= What this task involves =
Repeat exactly the lines of the entries below from the one with "mod connection_panel;" through the one with "fn apply_visuals(&mut self, ctx: &egui::Context)", both ends included, and nothing else.

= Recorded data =
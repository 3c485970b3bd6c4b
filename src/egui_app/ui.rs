//! egui renderer for the dashboard.

use std::time::{Duration, Instant};

use eframe::egui::{self, Color32};

use crate::wandb::RunState;

use super::controller::DashboardController;

mod connection_panel;
mod detail_panel;
mod runs_panel;

/// Minimum window size; three panels need some room.
pub const MIN_VIEWPORT_SIZE: egui::Vec2 = egui::Vec2::new(760.0, 480.0);

/// How often the UI repaints while idle so poll timers keep firing.
const IDLE_REPAINT: Duration = Duration::from_millis(500);

/// Renders the egui UI using the shared controller state.
pub struct DashboardApp {
    controller: DashboardController,
    visuals_set: bool,
}

impl DashboardApp {
    /// Create the app, loading persisted configuration.
    pub fn new() -> Self {
        Self {
            controller: DashboardController::new(),
            visuals_set: false,
        }
    }

    fn apply_visuals(&mut self, ctx: &egui::Context) {
        if self.visuals_set {
            return;
        }
        let mut visuals = egui::Visuals::dark();
        visuals.window_fill = Color32::from_rgb(12, 12, 12);
        visuals.panel_fill = Color32::from_rgb(16, 16, 16);
        ctx.set_visuals(visuals);
        self.visuals_set = true;
    }
}

impl Default for DashboardApp {
    fn default() -> Self {
        Self::new()
    }
}

impl eframe::App for DashboardApp {
    fn update(&mut self, ctx: &egui::Context, _frame: &mut eframe::Frame) {
        self.apply_visuals(ctx);
        self.controller.tick(Instant::now());
        self.render_connection_panel(ctx);
        self.render_runs_panel(ctx);
        self.render_detail_panel(ctx);
        ctx.request_repaint_after(IDLE_REPAINT);
    }
}

/// Badge color for a run state, mirroring the severity palette used across
/// the panels.
fn state_color(state: RunState) -> Color32 {
    match state {
        RunState::Running => Color32::from_rgb(103, 232, 249),
        RunState::Finished => Color32::from_rgb(110, 231, 183),
        RunState::Failed | RunState::Crashed => Color32::from_rgb(253, 164, 175),
        RunState::Other => Color32::from_rgb(163, 163, 163),
    }
}

/// Rose tone shared by error banners.
fn error_color() -> Color32 {
    Color32::from_rgb(253, 164, 175)
}

/// Muted tone for secondary text.
fn dim_color() -> Color32 {
    Color32::from_rgb(163, 163, 163)
}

= Worked solution =
mod connection_panel;
mod detail_panel;
mod runs_panel;

/// Minimum window size; three panels need some room.
pub const MIN_VIEWPORT_SIZE: egui::Vec2 = egui::Vec2::new(760.0, 480.0);

/// How often the UI repaints while idle so poll timers keep firing.
const IDLE_REPAINT: Duration = Duration::from_millis(500);

/// Renders the egui UI using the shared controller state.
pub struct DashboardApp {
    controller: DashboardController,
    visuals_set: bool,
}

impl DashboardApp {
    /// Create the app, loading persisted configuration.
    pub fn new() -> Self {
        Self {
            controller: DashboardController::new(),
            visuals_set: false,
        }
    }

    fn apply_visuals(&mut self, ctx: &egui::Context) {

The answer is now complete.